▸ **YOUR TASK**:
Every single entry should be printed exactly.

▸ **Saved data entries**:
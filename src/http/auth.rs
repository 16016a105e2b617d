//! Bearer-token authentication and role gating.
//!
//! The platform's auth service issues tokens; this backend only matches
//! them against configured lists and derives a role. Every route except
//! `/health` requires a recognized token; write routes additionally
//! require the admin role.

use std::collections::HashMap;

use axum::extract::FromRequestParts;
use axum::http::{header::AUTHORIZATION, request::Parts};

use super::error::AppError;
use super::state::AppState;
use crate::config::AuthTokens;

/// Caller role derived from the presented token.
#[derive(Debug, Clone, Copy, PartialEq, Eq)]
pub enum Role {
    Admin,
    Teacher,
}

/// Token-to-role lookup built from configuration.
#[derive(Debug, Clone, Default)]
pub struct AuthConfig {
    tokens: HashMap<String, Role>,
}

impl AuthConfig {
    /// Build the lookup from configured token lists. A token present in
    /// both lists is treated as admin.
    pub fn from_tokens(tokens: &AuthTokens) -> Self {
        let mut map = HashMap::new();
        for token in &tokens.teacher_tokens {
            map.insert(token.clone(), Role::Teacher);
        }
        for token in &tokens.admin_tokens {
            map.insert(token.clone(), Role::Admin);
        }
        Self { tokens: map }
    }

    /// Resolve a raw token to its role.
    pub fn role_for(&self, token: &str) -> Option<Role> {
        self.tokens.get(token).copied()
    }

    /// Whether any token is configured at all.
    pub fn is_empty(&self) -> bool {
        self.tokens.is_empty()
    }
}

/// Authenticated caller, extracted from the `Authorization` header.
#[derive(Debug, Clone, Copy)]
pub struct AuthUser {
    pub role: Role,
}

impl AuthUser {
    /// Gate for write operations.
    pub fn require_admin(&self) -> Result<(), AppError> {
        match self.role {
            Role::Admin => Ok(()),
            Role::Teacher => Err(AppError::Forbidden(
                "Admin role required for this operation".to_string(),
            )),
        }
    }
}

fn bearer_token(parts: &Parts) -> Result<&str, AppError> {
    let header = parts
        .headers
        .get(AUTHORIZATION)
        .and_then(|v| v.to_str().ok())
        .ok_or_else(|| AppError::Unauthorized("Missing Authorization header".to_string()))?;

    header
        .strip_prefix("Bearer ")
        .ok_or_else(|| AppError::Unauthorized("Expected a bearer token".to_string()))
}

impl FromRequestParts<AppState> for AuthUser {
    type Rejection = AppError;

    async fn from_request_parts(
        parts: &mut Parts,
        state: &AppState,
    ) -> Result<Self, Self::Rejection> {
        let token = bearer_token(parts)?;
        let role = state
            .auth
            .role_for(token)
            .ok_or_else(|| AppError::Unauthorized("Unknown bearer token".to_string()))?;
        Ok(AuthUser { role })
    }
}

#[cfg(test)]
mod tests {
    use super::*;

    fn config() -> AuthConfig {
        AuthConfig::from_tokens(&AuthTokens {
            admin_tokens: vec!["admin-1".to_string()],
            teacher_tokens: vec!["teacher-1".to_string()],
        })
    }

    #[test]
    fn test_role_lookup() {
        let auth = config();
        assert_eq!(auth.role_for("admin-1"), Some(Role::Admin));
        assert_eq!(auth.role_for("teacher-1"), Some(Role::Teacher));
        assert_eq!(auth.role_for("nope"), None);
    }

    #[test]
    fn test_admin_wins_on_duplicate_token() {
        let auth = AuthConfig::from_tokens(&AuthTokens {
            admin_tokens: vec!["shared".to_string()],
            teacher_tokens: vec!["shared".to_string()],
        });
        assert_eq!(auth.role_for("shared"), Some(Role::Admin));
    }

    #[test]
    fn test_require_admin() {
        assert!(AuthUser { role: Role::Admin }.require_admin().is_ok());
        assert!(AuthUser { role: Role::Teacher }.require_admin().is_err());
    }

    #[test]
    fn test_empty_config_rejects_everyone() {
        let auth = AuthConfig::default();
        assert!(auth.is_empty());
        assert_eq!(auth.role_for("anything"), None);
    }
}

▸ **TASK SOLUTION**:
filename src/http/auth.rs
repository 16016a105e2b617d
//! Bearer-token authentication and role gating.
//!
//! The platform's auth service issues tokens; this backend only matches
//! them against configured lists and derives a role. Every route except
//! `/health` requires a recognized token; write routes additionally
//! require the admin role.

use std::collections::HashMap;

use axum::extract::FromRequestParts;
use axum::http::{header::AUTHORIZATION, request::Parts};

use super::error::AppError;
use super::state::AppState;
use crate::config::AuthTokens;

/// Caller role derived from the presented token.
#[derive(Debug, Clone, Copy, PartialEq, Eq)]
pub enum Role {
    Admin,
    Teacher,
}

/// Token-to-role lookup built from configuration.
#[derive(Debug, Clone, Default)]
pub struct AuthConfig {
    tokens: HashMap<String, Role>,
}

impl AuthConfig {
    /// Build the lookup from configured token lists. A token present in
    /// both lists is treated as admin.
    pub fn from_tokens(tokens: &AuthTokens) -> Self {
        let mut map = HashMap::new();
        for token in &tokens.teacher_tokens {
            map.insert(token.clone(), Role::Teacher);
        }
        for token in &tokens.admin_tokens {
            map.insert(token.clone(), Role::Admin);
        }
        Self { tokens: map }
    }

    /// Resolve a raw token to its role.
    pub fn role_for(&self, token: &str) -> Option<Role> {
        self.tokens.get(token).copied()
    }

    /// Whether any token is configured at all.
    pub fn is_empty(&self) -> bool {
        self.tokens.is_empty()
    }
}

/// Authenticated caller, extracted from the `Authorization` header.
#[derive(Debug, Clone, Copy)]
pub struct AuthUser {
    pub role: Role,
}

impl AuthUser {
    /// Gate for write operations.
    pub fn require_admin(&self) -> Result<(), AppError> {
        match self.role {
            Role::Admin => Ok(()),
            Role::Teacher => Err(AppError::Forbidden(
                "Admin role required for this operation".to_string(),
            )),
        }
    }
}

fn bearer_token(parts: &Parts) -> Result<&str, AppError> {
    let header = parts
        .headers
        .get(AUTHORIZATION)
        .and_then(|v| v.to_str().ok())
        .ok_or_else(|| AppError::Unauthorized("Missing Authorization header".to_string()))?;

    header
        .strip_prefix("Bearer ")
        .ok_or_else(|| AppError::Unauthorized("Expected a bearer token".to_string()))
}

impl FromRequestParts<AppState> for AuthUser {
    type Rejection = AppError;

    async fn from_request_parts(
        parts: &mut Parts,
        state: &AppState,
    ) -> Result<Self, Self::Rejection> {
        let token = bearer_token(parts)?;
        let role = state
            .auth
            .role_for(token)
            .ok_or_else(|| AppError::Unauthorized("Unknown bearer token".to_string()))?;
        Ok(AuthUser { role })
    }
}

#[cfg(test)]
mod tests {
    use super::*;

    fn config() -> AuthConfig {
        AuthConfig::from_tokens(&AuthTokens {
            admin_tokens: vec!["admin-1".to_string()],
            teacher_tokens: vec!["teacher-1".to_string()],
        })
    }

    #[test]
    fn test_role_lookup() {
        let auth = config();
        assert_eq!(auth.role_for("admin-1"), Some(Role::Admin));
        assert_eq!(auth.role_for("teacher-1"), Some(Role::Teacher));
        assert_eq!(auth.role_for("nope"), None);
    }

    #[test]
    fn test_admin_wins_on_duplicate_token() {
        let auth = AuthConfig::from_tokens(&AuthTokens {
            admin_tokens: vec!["shared".to_string()],
            teacher_tokens: vec!["shared".to_string()],
        });
        assert_eq!(auth.role_for("shared"), Some(Role::Admin));
    }

    #[test]
    fn test_require_admin() {
        assert!(AuthUser { role: Role::Admin }.require_admin().is_ok());
        assert!(AuthUser { role: Role::Teacher }.require_admin().is_err());
    }

    #[test]
    fn test_empty_config_rejects_everyone() {
        let auth = AuthConfig::default();
        assert!(auth.is_empty());
        assert_eq!(auth.role_for("anything"), None);
    }
}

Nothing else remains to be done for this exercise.